____ Entries shown
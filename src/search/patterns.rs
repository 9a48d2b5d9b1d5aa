use crate::board::AXES;
use crate::board::Board;
use crate::board::Position;
use crate::board::Symbol;

/// Run weights. An open three sits high enough that a double three
/// (two open threes through one stone set) outweighs a closed four.
pub const FIVE: i64 = 1_000_000;
pub const OPEN_FOUR: i64 = 50_000;
pub const FOUR: i64 = 10_000;
pub const OPEN_THREE: i64 = 6_000;
pub const THREE: i64 = 1_200;
pub const OPEN_TWO: i64 = 300;
pub const TWO: i64 = 80;
pub const ONE: i64 = 6;

fn weigh(length: usize, open_ends: usize) -> i64 {
    match (length, open_ends) {
        (n, _) if n >= crate::WIN => FIVE,
        (4, 2) => OPEN_FOUR,
        (4, 1) => FOUR,
        (3, 2) => OPEN_THREE,
        (3, 1) => THREE,
        (2, 2) => OPEN_TWO,
        (2, 1) => TWO,
        (1, 2) => ONE,
        // no empty end on either side: the run can never become five
        _ => 0,
    }
}

/// Sum of run weights for one side. Every contiguous run is counted
/// once, anchored at its head along each axis.
pub fn side(board: &Board, symbol: Symbol) -> i64 {
    let mut total = 0;
    for p in Board::positions().filter(|p| board.get(*p) == Some(symbol)) {
        for (dr, dc) in AXES {
            // not a head: the previous cell along the axis continues the run
            if p.step(-dr, -dc).is_some_and(|q| board.get(q) == Some(symbol)) {
                continue;
            }
            let mut length = 1;
            let mut tail = p;
            while let Some(q) = tail.step(dr, dc).filter(|q| board.get(*q) == Some(symbol)) {
                length += 1;
                tail = q;
            }
            let before = p.step(-dr, -dc).is_some_and(|q| board.is_empty(q)) as usize;
            let after = tail.step(dr, dc).is_some_and(|q| board.is_empty(q)) as usize;
            total += weigh(length, before + after);
        }
    }
    total
}

/// Position value from one side's perspective: own patterns minus the
/// opponent's.
pub fn evaluate(board: &Board, symbol: Symbol) -> i64 {
    side(board, symbol) - side(board, symbol.opponent())
}

#[cfg(test)]
mod tests {
    use super::*;

    fn stones(symbol: Symbol, cells: &[(usize, usize)]) -> Board {
        cells.iter().fold(Board::default(), |b, (r, c)| {
            b.place(Position::new(*r, *c), symbol)
        })
    }

    #[test]
    fn empty_board_is_neutral() {
        assert_eq!(evaluate(&Board::default(), Symbol::X), 0);
    }

    #[test]
    fn open_runs_outscore_blocked_runs() {
        let open = stones(Symbol::X, &[(7, 6), (7, 7), (7, 8)]);
        let blocked = open.place(Position::new(7, 5), Symbol::O);
        assert!(side(&open, Symbol::X) > side(&blocked, Symbol::X));
        // fully enclosed, the run is dead weight
        let dead = blocked.place(Position::new(7, 9), Symbol::O);
        assert!(side(&dead, Symbol::X) < side(&blocked, Symbol::X));
    }

    #[test]
    fn double_three_outweighs_closed_four() {
        // two open threes crossing at (7,7)
        let fork = stones(
            Symbol::X,
            &[(7, 6), (7, 7), (7, 8), (6, 7), (8, 7)],
        );
        let closed_four = stones(Symbol::X, &[(7, 4), (7, 5), (7, 6), (7, 7)])
            .place(Position::new(7, 3), Symbol::O);
        assert!(side(&fork, Symbol::X) > side(&closed_four, Symbol::X));
    }

    #[test]
    fn evaluate_is_antisymmetric() {
        let board = stones(Symbol::X, &[(7, 7), (7, 8)]).place(Position::new(5, 5), Symbol::O);
        assert_eq!(evaluate(&board, Symbol::X), -evaluate(&board, Symbol::O));
    }

    #[test]
    fn each_run_is_counted_once() {
        let pair = stones(Symbol::X, &[(3, 3), (3, 4)]);
        // one open two on the row, plus four open singles on the other axes
        // through each stone
        let expected = OPEN_TWO + 6 * ONE;
        assert_eq!(side(&pair, Symbol::X), expected);
    }
}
________
## [Task to complete]
Give exactly the lines from the one with "through each stone" to the end of the entries, nothing before them.

## [Worked solution]
        // through each stone
        let expected = OPEN_TWO + 6 * ONE;
        assert_eq!(side(&pair, Symbol::X), expected);
    }
}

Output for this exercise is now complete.